HOW TO COMPLETE THIS TASK
For the word "runtimes", return each line of the data in which it occurs.

DATASET EXCERPTS
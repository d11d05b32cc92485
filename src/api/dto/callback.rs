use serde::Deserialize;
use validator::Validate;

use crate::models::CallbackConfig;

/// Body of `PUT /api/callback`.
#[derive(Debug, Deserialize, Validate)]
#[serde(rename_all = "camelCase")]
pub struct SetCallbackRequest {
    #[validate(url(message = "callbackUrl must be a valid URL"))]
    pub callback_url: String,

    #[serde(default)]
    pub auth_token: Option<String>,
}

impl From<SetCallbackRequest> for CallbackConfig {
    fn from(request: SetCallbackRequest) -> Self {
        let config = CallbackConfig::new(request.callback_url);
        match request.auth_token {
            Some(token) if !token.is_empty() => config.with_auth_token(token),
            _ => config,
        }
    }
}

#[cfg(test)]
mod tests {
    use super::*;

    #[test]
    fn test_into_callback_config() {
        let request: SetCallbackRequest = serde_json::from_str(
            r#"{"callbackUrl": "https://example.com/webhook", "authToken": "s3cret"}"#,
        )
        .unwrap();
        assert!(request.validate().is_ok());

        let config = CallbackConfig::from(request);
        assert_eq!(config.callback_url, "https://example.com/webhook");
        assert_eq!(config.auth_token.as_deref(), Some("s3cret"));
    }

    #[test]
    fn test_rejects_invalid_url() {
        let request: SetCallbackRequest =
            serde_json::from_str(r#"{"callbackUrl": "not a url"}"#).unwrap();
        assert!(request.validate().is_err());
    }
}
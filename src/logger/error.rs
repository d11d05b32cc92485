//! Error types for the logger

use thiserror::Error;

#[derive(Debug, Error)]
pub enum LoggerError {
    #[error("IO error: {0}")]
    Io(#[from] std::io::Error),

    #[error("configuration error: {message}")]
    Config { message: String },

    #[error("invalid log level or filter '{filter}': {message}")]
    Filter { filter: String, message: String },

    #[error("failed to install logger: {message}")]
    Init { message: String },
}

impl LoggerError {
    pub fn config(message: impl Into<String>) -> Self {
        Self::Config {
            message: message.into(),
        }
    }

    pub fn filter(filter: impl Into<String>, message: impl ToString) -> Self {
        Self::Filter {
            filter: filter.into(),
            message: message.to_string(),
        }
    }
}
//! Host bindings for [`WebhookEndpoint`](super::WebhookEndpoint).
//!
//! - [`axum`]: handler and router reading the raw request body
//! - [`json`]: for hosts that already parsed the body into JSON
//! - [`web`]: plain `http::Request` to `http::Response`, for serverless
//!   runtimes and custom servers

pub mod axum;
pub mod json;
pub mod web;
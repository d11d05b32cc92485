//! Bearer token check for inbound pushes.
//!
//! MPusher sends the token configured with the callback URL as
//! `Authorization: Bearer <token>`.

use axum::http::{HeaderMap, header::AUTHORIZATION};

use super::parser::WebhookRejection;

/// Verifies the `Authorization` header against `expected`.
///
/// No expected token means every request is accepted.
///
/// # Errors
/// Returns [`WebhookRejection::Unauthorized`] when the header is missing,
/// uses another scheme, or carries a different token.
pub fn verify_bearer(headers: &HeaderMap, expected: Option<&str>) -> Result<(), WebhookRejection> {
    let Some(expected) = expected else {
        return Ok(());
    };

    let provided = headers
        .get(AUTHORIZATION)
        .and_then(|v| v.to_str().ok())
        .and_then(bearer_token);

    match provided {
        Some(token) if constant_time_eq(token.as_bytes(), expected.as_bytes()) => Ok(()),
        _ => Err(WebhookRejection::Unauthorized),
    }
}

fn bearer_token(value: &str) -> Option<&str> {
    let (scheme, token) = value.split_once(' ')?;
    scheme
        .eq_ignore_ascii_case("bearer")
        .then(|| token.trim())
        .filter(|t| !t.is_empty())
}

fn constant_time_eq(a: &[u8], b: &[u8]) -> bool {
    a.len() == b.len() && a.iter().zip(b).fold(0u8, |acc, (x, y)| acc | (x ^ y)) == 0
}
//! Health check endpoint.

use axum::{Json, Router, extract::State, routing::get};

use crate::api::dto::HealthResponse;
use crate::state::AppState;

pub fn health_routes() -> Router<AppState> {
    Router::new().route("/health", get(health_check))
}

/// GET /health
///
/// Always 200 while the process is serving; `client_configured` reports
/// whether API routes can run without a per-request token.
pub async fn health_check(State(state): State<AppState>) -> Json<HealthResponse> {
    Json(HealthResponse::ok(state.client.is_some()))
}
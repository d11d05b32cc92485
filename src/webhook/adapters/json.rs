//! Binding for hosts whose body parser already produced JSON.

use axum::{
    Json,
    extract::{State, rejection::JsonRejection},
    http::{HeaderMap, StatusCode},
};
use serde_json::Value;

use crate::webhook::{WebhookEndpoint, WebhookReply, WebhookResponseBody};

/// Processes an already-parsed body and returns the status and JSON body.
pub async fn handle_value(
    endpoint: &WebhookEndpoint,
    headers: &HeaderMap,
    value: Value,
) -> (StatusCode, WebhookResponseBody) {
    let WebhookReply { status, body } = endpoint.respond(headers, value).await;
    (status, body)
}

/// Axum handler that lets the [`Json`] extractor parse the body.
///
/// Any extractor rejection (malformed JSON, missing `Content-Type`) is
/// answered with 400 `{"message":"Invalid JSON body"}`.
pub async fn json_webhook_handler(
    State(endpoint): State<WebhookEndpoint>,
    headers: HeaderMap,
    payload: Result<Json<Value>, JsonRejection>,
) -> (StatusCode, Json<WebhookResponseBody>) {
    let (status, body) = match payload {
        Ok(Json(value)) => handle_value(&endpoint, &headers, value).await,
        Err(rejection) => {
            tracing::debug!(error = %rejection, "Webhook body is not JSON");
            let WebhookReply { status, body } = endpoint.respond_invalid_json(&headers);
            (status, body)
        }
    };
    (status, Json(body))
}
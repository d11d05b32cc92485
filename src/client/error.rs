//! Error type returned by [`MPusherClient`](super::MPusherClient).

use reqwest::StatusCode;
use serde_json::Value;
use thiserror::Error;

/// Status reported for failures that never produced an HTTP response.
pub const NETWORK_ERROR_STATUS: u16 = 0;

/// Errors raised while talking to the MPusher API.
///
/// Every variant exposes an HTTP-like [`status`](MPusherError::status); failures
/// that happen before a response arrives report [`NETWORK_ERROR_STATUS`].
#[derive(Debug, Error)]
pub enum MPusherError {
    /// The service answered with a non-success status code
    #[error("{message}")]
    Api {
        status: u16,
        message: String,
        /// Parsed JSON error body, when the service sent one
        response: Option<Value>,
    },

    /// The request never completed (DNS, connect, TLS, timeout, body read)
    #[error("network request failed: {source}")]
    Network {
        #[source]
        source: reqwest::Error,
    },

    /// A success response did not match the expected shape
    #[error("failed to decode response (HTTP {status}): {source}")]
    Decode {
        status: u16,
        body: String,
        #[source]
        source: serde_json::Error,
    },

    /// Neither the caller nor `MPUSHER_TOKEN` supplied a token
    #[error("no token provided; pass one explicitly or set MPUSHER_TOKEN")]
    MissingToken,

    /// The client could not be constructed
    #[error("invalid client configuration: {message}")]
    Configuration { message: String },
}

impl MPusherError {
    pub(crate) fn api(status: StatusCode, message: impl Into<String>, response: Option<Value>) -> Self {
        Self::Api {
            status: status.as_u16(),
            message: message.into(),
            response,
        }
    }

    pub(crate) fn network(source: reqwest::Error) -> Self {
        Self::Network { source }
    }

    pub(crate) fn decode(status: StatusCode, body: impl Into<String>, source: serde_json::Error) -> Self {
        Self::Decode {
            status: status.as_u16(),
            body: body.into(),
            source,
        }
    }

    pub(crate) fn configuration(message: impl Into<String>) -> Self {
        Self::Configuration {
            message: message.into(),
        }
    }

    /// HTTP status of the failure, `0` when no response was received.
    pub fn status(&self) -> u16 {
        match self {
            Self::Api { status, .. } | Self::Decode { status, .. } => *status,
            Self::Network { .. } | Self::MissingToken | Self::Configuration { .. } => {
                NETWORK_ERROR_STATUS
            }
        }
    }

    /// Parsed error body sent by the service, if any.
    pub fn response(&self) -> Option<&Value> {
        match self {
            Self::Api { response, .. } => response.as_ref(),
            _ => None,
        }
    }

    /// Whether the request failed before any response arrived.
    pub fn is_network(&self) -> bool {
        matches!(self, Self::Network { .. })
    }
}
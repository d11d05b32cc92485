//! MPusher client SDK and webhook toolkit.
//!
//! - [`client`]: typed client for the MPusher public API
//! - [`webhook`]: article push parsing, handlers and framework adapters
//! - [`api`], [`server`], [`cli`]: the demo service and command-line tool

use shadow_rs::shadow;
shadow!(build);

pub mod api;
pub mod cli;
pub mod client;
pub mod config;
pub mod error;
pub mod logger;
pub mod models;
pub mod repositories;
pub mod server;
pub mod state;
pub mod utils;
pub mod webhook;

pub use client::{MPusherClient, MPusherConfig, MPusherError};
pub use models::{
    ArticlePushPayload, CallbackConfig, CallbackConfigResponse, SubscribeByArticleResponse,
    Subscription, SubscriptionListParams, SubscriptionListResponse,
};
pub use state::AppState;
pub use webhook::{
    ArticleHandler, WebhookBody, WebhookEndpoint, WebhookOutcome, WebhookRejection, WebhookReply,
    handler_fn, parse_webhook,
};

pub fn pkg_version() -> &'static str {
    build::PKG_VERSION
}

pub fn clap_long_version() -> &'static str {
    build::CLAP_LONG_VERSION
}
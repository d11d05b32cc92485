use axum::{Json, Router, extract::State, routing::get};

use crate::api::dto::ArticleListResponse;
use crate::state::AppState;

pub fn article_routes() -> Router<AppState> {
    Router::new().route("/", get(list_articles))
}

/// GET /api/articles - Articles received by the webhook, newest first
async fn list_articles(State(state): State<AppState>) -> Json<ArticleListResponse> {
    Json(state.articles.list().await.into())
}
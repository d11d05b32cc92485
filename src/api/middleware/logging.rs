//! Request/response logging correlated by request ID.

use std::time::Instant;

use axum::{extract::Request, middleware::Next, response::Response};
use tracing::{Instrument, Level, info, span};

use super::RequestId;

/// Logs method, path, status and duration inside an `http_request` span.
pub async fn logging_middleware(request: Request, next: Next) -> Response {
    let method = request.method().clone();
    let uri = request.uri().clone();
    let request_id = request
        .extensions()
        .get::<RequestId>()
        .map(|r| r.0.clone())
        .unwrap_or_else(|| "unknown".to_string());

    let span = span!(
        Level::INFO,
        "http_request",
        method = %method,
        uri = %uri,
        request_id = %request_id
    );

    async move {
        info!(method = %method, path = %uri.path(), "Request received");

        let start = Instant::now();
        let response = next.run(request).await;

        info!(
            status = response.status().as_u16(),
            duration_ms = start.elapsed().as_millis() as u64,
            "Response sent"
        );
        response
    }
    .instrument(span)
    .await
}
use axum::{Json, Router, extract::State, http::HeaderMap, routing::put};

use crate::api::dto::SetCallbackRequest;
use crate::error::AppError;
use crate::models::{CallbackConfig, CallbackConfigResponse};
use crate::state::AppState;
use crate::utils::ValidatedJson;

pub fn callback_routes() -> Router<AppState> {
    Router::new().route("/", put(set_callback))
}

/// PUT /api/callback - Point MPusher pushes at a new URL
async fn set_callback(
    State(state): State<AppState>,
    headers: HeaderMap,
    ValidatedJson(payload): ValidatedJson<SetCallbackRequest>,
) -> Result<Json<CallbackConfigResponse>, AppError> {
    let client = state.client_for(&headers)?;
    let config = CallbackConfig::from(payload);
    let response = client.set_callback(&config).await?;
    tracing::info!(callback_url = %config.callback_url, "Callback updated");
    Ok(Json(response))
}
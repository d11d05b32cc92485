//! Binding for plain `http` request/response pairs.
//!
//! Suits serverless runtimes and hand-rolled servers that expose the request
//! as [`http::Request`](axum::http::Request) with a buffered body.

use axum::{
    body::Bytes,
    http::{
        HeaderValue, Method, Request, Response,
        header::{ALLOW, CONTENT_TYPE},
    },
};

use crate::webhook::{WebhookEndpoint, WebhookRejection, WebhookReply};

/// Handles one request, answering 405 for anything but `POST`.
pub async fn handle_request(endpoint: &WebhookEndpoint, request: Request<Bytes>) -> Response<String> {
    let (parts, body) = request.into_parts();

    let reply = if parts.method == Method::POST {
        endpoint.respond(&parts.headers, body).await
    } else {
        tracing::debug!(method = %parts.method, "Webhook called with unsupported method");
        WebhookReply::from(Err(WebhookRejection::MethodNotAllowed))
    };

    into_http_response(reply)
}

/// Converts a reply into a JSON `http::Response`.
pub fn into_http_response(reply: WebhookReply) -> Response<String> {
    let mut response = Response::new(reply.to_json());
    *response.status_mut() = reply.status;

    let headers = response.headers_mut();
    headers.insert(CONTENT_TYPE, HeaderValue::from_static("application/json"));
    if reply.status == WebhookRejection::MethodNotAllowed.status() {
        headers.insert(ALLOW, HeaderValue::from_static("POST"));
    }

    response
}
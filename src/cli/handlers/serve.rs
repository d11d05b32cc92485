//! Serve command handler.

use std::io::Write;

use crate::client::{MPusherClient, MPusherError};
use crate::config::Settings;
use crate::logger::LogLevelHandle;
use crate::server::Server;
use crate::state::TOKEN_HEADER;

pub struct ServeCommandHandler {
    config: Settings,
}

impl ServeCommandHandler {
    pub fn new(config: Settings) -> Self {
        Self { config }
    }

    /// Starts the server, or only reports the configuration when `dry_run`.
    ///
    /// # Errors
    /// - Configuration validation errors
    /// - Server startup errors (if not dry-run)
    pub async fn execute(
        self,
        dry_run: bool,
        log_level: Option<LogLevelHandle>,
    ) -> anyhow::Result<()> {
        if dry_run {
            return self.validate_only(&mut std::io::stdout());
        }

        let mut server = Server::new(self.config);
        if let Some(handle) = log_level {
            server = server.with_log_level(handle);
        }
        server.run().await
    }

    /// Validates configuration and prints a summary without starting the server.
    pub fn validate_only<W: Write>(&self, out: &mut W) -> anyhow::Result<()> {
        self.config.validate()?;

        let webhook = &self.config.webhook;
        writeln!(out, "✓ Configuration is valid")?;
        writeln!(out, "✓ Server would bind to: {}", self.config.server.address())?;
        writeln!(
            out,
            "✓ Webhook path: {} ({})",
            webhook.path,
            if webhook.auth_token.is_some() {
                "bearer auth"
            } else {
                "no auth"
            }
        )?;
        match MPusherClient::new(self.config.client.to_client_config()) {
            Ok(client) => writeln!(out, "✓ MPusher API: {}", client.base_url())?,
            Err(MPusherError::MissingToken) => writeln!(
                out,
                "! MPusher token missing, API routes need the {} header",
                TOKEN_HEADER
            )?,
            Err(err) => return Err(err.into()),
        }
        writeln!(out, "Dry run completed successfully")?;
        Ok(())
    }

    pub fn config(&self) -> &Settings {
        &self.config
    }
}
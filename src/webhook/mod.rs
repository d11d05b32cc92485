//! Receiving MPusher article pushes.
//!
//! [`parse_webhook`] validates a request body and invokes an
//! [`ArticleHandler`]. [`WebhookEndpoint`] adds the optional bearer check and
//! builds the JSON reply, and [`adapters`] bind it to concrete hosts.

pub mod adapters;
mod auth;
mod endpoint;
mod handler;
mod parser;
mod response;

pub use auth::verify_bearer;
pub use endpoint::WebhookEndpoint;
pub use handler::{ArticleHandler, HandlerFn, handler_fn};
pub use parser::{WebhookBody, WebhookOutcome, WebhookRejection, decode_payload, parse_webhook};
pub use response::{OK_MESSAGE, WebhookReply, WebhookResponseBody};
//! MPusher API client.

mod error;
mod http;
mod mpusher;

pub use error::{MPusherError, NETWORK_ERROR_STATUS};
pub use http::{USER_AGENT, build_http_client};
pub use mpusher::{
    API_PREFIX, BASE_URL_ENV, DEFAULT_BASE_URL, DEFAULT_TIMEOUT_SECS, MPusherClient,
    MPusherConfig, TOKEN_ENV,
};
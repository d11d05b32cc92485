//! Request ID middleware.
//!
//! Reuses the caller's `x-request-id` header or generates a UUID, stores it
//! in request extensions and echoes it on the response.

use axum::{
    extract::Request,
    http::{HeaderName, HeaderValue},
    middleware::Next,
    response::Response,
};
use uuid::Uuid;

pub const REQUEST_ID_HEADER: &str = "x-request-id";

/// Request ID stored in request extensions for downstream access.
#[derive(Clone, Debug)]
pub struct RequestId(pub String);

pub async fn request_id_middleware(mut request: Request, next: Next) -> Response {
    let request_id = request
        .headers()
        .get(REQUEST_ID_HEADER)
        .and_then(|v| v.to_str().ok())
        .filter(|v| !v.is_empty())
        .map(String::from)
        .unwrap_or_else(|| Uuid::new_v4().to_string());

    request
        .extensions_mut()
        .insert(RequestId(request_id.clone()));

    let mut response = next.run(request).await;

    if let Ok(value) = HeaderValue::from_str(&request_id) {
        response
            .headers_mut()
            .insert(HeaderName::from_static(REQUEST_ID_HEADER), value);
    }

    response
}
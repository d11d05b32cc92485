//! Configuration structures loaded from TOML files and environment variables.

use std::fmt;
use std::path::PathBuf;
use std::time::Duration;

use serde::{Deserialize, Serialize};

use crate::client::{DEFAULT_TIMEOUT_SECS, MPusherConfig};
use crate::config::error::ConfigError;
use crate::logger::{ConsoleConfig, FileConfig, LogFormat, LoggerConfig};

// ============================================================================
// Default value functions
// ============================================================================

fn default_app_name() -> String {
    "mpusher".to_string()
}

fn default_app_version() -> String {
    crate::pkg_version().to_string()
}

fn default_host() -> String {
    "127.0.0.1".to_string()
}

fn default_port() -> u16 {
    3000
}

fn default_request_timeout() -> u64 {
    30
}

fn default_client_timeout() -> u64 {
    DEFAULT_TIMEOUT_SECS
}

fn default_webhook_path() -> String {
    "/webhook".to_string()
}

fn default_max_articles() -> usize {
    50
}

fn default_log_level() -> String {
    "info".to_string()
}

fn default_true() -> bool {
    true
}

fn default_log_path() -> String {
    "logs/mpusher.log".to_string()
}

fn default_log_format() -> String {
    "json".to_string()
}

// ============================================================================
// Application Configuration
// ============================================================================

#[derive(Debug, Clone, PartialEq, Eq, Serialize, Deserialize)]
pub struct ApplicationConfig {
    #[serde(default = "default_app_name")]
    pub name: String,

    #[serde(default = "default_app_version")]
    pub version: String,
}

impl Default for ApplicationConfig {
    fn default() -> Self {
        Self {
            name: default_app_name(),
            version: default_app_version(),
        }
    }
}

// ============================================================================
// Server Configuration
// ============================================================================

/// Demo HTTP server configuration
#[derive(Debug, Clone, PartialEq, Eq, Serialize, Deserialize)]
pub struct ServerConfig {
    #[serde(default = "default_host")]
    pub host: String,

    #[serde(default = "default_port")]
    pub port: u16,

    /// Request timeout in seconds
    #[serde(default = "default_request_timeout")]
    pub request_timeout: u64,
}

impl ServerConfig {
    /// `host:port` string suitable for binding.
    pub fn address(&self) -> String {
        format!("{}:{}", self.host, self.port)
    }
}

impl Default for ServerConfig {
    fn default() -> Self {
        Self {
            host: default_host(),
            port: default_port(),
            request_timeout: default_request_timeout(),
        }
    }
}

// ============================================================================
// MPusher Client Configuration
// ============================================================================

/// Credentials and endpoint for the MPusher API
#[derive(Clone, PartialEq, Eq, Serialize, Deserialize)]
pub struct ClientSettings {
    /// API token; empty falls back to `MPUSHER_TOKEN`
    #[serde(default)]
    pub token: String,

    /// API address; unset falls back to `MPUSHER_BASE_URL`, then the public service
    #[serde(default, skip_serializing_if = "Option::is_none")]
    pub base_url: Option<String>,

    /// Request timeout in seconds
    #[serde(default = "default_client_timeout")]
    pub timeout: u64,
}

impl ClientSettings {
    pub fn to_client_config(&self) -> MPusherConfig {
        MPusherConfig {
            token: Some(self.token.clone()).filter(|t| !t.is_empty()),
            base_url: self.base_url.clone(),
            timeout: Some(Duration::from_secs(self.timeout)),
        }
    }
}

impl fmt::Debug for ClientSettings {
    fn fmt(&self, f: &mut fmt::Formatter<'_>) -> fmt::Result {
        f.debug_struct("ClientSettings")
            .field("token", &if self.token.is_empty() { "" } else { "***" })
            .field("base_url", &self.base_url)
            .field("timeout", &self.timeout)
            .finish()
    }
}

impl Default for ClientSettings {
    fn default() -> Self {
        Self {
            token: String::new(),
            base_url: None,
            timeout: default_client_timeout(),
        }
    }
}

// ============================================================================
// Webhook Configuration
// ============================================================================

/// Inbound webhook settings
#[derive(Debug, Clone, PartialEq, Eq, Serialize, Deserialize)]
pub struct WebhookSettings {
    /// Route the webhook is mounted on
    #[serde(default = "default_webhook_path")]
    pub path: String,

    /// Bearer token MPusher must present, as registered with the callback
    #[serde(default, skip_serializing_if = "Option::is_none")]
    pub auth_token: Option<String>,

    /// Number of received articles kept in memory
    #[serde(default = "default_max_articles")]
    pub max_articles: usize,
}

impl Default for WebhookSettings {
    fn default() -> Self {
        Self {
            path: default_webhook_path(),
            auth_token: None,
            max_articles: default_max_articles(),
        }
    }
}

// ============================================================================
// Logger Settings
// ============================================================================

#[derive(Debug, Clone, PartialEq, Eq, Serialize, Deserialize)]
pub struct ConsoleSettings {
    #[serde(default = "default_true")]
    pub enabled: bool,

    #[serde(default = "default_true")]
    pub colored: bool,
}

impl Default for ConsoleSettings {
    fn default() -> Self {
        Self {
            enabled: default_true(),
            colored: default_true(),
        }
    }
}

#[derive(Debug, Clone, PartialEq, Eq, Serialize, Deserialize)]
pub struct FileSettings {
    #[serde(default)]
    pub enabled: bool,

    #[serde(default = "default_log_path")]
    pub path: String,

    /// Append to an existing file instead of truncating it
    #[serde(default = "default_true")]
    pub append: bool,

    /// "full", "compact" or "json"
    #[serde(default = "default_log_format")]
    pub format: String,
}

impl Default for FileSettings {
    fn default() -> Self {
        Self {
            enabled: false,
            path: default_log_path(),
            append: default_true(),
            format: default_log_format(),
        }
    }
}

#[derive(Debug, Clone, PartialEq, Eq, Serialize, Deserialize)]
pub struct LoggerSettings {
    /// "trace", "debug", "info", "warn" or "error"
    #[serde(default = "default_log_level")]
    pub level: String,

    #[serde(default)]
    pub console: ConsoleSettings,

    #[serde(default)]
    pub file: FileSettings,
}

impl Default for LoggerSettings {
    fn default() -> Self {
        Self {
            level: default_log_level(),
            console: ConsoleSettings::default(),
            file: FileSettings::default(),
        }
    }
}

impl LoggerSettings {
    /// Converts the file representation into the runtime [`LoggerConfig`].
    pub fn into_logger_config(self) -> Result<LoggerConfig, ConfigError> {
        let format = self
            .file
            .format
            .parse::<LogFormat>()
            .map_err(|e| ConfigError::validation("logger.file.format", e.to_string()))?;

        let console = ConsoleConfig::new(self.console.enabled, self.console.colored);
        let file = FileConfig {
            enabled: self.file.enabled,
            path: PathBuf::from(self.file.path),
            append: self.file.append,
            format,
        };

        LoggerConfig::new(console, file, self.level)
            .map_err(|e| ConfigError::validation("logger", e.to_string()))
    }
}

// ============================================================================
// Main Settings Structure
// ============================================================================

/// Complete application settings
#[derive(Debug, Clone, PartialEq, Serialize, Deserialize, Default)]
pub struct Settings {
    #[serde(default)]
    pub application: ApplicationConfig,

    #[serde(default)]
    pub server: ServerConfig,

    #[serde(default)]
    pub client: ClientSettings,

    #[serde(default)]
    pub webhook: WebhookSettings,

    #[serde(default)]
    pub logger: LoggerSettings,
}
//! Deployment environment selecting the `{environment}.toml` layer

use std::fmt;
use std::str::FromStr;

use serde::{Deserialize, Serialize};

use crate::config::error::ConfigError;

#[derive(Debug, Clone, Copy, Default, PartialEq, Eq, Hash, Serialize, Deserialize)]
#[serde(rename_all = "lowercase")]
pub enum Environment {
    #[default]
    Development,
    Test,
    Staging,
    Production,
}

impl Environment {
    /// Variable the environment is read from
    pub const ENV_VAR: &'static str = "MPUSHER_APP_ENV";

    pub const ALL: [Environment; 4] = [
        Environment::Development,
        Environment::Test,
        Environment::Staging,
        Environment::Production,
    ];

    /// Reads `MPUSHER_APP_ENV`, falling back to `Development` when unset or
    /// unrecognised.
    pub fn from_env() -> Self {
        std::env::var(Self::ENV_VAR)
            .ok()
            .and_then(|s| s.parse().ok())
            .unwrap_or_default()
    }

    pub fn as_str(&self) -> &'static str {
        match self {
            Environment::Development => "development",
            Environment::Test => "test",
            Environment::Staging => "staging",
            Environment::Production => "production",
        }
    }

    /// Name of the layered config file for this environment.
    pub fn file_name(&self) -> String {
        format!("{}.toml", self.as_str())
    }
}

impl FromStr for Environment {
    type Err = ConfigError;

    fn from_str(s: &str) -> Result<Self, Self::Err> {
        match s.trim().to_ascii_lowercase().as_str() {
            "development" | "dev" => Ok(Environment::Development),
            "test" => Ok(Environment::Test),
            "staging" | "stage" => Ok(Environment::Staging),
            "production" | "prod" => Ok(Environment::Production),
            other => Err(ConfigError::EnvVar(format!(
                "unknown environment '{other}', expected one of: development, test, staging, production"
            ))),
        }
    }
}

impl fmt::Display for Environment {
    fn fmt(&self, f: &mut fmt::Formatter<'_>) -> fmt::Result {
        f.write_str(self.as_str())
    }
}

RESPONSE
//!   runtimes and custom servers
//! Suits serverless runtimes and hand-rolled servers that expose the request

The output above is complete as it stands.